Sacroiliac Joint Disorders FAQs

Women may be at increased risk for SI joint problems because of their broader pelvises, and greater curvature of the lumbar spine, which result in different SI joint biomechanics. Women also have more elastin in the collagen that makes up their ligaments. Elastin is a molecule that allows increased flexibility of ligaments. In addition, pregnancy often results in stretching of the sacroiliac ligaments. Some women have permanent changes to the SI joint ligaments as a result of pregnancy and vaginal childbirth.

If you have trouble sleeping comfortably, or frequently experience your leg giving way, pain in certain lying or bending positions, or tenderness in your buttocks, you may have an SI joint disorder.

It is not always easy to diagnose SI joint disorders, but provocative tests and injections are helpful for confirming the SI joint as the pain source. Sometimes your physical findings indicate a SI joint condition, but chronic changes may also be seen in your lumbar spine.

The iFuse Implant System (“iFuse”) is intended for sacroiliac joint fusion for conditions including sacroiliac joint dysfunction that is a direct result of sacroiliac joint disruptions and degenerative sacroiliitis. This includes conditions whose symptoms began during pregnancy or in the peripartum period and have persisted postpartum for more than 6 months.

You will be told when to stop eating and drinking before surgery. If you take a daily medication, ask if you should still take it the morning of the surgery. It is critical to inform Dr. Ball if you are taking any blood-thinning medication.

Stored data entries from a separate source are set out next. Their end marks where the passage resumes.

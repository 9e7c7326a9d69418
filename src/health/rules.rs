// src/health/rules.rs

//! Alert rules. Each rule is evaluated independently of the others.

use std::time::Duration;

use crate::config::ConfigFile;
use crate::engine::MetricsSnapshot;
use crate::health::{Alert, AlertCondition, HealthReport, Liveness, ResourceSnapshot, Severity};

/// Thresholds the rules compare against.
#[derive(Debug, Clone)]
pub struct HealthPolicy {
    /// Nominal cycle interval; staleness is measured in multiples of it.
    pub interval: Duration,
    pub staleness_factor: u32,
    pub success_rate_threshold: f64,
    /// Success-rate alerts stay quiet below this many observed cycles.
    pub min_cycles: u64,
    /// Trailing window for the success rate; lifetime when `None`.
    pub success_rate_window: Option<usize>,
    pub resource_threshold: f64,
    /// 0 disables the rule.
    pub failed_cycles_threshold: u64,
}

impl Default for HealthPolicy {
    fn default() -> Self {
        Self {
            interval: Duration::from_secs(60),
            staleness_factor: 10,
            success_rate_threshold: 0.5,
            min_cycles: 5,
            success_rate_window: None,
            resource_threshold: 90.0,
            failed_cycles_threshold: 10,
        }
    }
}

impl HealthPolicy {
    pub fn from_config(cfg: &ConfigFile) -> Self {
        Self {
            interval: cfg.pipeline.interval,
            staleness_factor: cfg.health.staleness_factor,
            success_rate_threshold: cfg.health.success_rate_threshold,
            min_cycles: cfg.health.min_cycles,
            success_rate_window: cfg.health.success_rate_window,
            resource_threshold: cfg.health.resource_threshold,
            failed_cycles_threshold: cfg.health.failed_cycles_threshold,
        }
    }

    pub fn staleness_limit(&self) -> Duration {
        self.interval.saturating_mul(self.staleness_factor)
    }
}

#[derive(Debug, Clone, Default)]
pub struct HealthEvaluator {
    policy: HealthPolicy,
}

impl HealthEvaluator {
    pub fn new(policy: HealthPolicy) -> Self {
        Self { policy }
    }

    pub fn policy(&self) -> &HealthPolicy {
        &self.policy
    }

    /// Derive a report. Pure: same inputs, same report.
    pub fn evaluate(
        &self,
        metrics: &MetricsSnapshot,
        liveness: Liveness,
        resources: Option<&ResourceSnapshot>,
    ) -> HealthReport {
        let now = liveness.observed_at;
        let p = &self.policy;
        let mut alerts = Vec::new();
        let mut raise = |condition, severity, value: f64, threshold: f64, message: String| {
            alerts.push(Alert {
                condition,
                severity,
                value,
                threshold,
                raised_at: now,
                message,
            });
        };

        if !liveness.service_alive {
            raise(
                AlertCondition::ServiceDown,
                Severity::Critical,
                0.0,
                1.0,
                "pipeline process is not running".to_string(),
            );
        }

        let (success_rate, observed) = match p.success_rate_window {
            Some(window) => match metrics.windowed_success_rate(window) {
                Some((rate, n)) => (Some(rate), n),
                None => (None, 0),
            },
            None => (metrics.success_rate(), metrics.cycles_total),
        };
        if let Some(rate) = success_rate {
            if observed >= p.min_cycles && rate < p.success_rate_threshold {
                raise(
                    AlertCondition::LowSuccessRate,
                    Severity::Warning,
                    rate,
                    p.success_rate_threshold,
                    format!(
                        "success rate {:.1}% over {} cycles is below {:.1}%",
                        rate * 100.0,
                        observed,
                        p.success_rate_threshold * 100.0
                    ),
                );
            }
        }

        let since = metrics.last_success_at.unwrap_or(metrics.started_at);
        let staleness_secs = (now - since).num_milliseconds().max(0) as f64 / 1000.0;
        let limit = p.staleness_limit().as_secs_f64();
        if staleness_secs > limit {
            raise(
                AlertCondition::Stale,
                Severity::Warning,
                staleness_secs,
                limit,
                match metrics.last_success_at {
                    Some(_) => format!("no successful cycle for {staleness_secs:.0}s"),
                    None => format!("no successful cycle since start ({staleness_secs:.0}s ago)"),
                },
            );
        }

        if let Some(r) = resources {
            let checks = [
                (AlertCondition::HighCpu, "cpu", Some(r.cpu_percent)),
                (AlertCondition::HighMemory, "memory", Some(r.memory_percent)),
                (AlertCondition::HighDisk, "disk", r.disk_percent),
            ];
            for (condition, label, value) in checks {
                if let Some(v) = value {
                    if v > p.resource_threshold {
                        raise(
                            condition,
                            Severity::Warning,
                            v,
                            p.resource_threshold,
                            format!("{label} usage {v:.1}% above {:.1}%", p.resource_threshold),
                        );
                    }
                }
            }
        }

        if p.failed_cycles_threshold > 0 && metrics.cycles_failed > p.failed_cycles_threshold {
            raise(
                AlertCondition::FailedCyclesHigh,
                Severity::Warning,
                metrics.cycles_failed as f64,
                p.failed_cycles_threshold as f64,
                format!("{} failed cycles since start", metrics.cycles_failed),
            );
        }

        HealthReport {
            evaluated_at: now,
            service_alive: liveness.service_alive,
            success_rate,
            success_rate_cycles: observed,
            staleness_secs,
            resources: resources.cloned(),
            alerts,
        }
    }
}

#[cfg(test)]
mod tests {
    use super::*;
    use chrono::{DateTime, Utc};

    fn base_time() -> DateTime<Utc> {
        DateTime::parse_from_rfc3339("2026-01-01T00:00:00Z")
            .unwrap()
            .with_timezone(&Utc)
    }

    fn snapshot(total: u64, success: u64) -> MetricsSnapshot {
        let mut m = MetricsSnapshot::new(base_time());
        m.cycles_total = total;
        m.cycles_success = success;
        m.cycles_failed = total - success;
        m.last_success_at = Some(base_time());
        m
    }

    fn alive_soon() -> Liveness {
        Liveness::alive_at(base_time() + chrono::Duration::seconds(30))
    }

    #[test]
    fn low_success_rate_raises_exactly_one_warning() {
        let report = HealthEvaluator::default().evaluate(&snapshot(10, 3), alive_soon(), None);

        assert_eq!(report.success_rate, Some(0.3));
        assert_eq!(report.alerts.len(), 1);
        assert_eq!(report.alerts[0].condition, AlertCondition::LowSuccessRate);
        assert_eq!(report.alerts[0].severity, Severity::Warning);
    }

    #[test]
    fn service_down_is_critical_regardless() {
        let liveness = Liveness::down_at(base_time());
        let report = HealthEvaluator::default().evaluate(&snapshot(10, 10), liveness, None);

        assert!(!report.service_alive);
        assert_eq!(report.worst_severity(), Some(Severity::Critical));
        assert!(report
            .alerts
            .iter()
            .any(|a| a.condition == AlertCondition::ServiceDown));
    }

    #[test]
    fn success_rate_is_suppressed_below_min_cycles() {
        let report = HealthEvaluator::default().evaluate(&snapshot(4, 0), alive_soon(), None);
        assert!(report.is_healthy());
    }

    #[test]
    fn staleness_measured_from_start_without_any_success() {
        let mut m = MetricsSnapshot::new(base_time());
        m.last_success_at = None;
        let later = Liveness::alive_at(base_time() + chrono::Duration::seconds(601));

        let report = HealthEvaluator::default().evaluate(&m, later, None);
        assert_eq!(report.alerts.len(), 1);
        assert_eq!(report.alerts[0].condition, AlertCondition::Stale);
        assert!((report.staleness_secs - 601.0).abs() < 1e-9);
    }

    #[test]
    fn resource_rules_fire_per_resource() {
        let resources = ResourceSnapshot {
            cpu_percent: 95.0,
            memory_percent: 40.0,
            disk_percent: Some(91.0),
            sampled_at: base_time(),
        };
        let report =
            HealthEvaluator::default().evaluate(&snapshot(10, 10), alive_soon(), Some(&resources));
        let conditions: Vec<_> = report.alerts.iter().map(|a| a.condition).collect();
        assert_eq!(conditions, vec![AlertCondition::HighCpu, AlertCondition::HighDisk]);
    }

    #[test]
    fn failed_cycle_count_rule() {
        let report = HealthEvaluator::default().evaluate(&snapshot(100, 89), alive_soon(), None);
        let conditions: Vec<_> = report.alerts.iter().map(|a| a.condition).collect();
        assert_eq!(conditions, vec![AlertCondition::FailedCyclesHigh]);
    }

    #[test]
    fn windowed_rate_uses_recent_outcomes() {
        let mut m = snapshot(20, 20);
        m.recent_outcomes = std::iter::repeat(true)
            .take(15)
            .chain(std::iter::repeat(false).take(5))
            .collect();
        let evaluator = HealthEvaluator::new(HealthPolicy {
            success_rate_window: Some(5),
            ..HealthPolicy::default()
        });

        let report = evaluator.evaluate(&m, alive_soon(), None);
        assert_eq!(report.success_rate, Some(0.0));
        assert_eq!(report.success_rate_cycles, 5);
        assert_eq!(report.alerts[0].condition, AlertCondition::LowSuccessRate);
    }
}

At the hospital, your temperature, pulse, breathing, and blood pressure will be checked. An IV (intravenous) line may be started to provide fluids and medications needed during surgery.

The SI joint fusion is performed in an operating room with either general or spinal anesthesia. You will be lying face down while your surgeon uses a specially designed system to guide the instruments that prepare the bone and insert the implants. Both the surgical technique and the iFuse Implant System are designed to offer maximum protection to your surrounding tissues.

The entire procedure is performed through a small incision, approximately 2-3 inches long, along the side of your buttock. During the procedure, fluoroscopy provides your surgeon with live imaging to enable proper placement of the implants. Normally, three implants are used, depending on your size.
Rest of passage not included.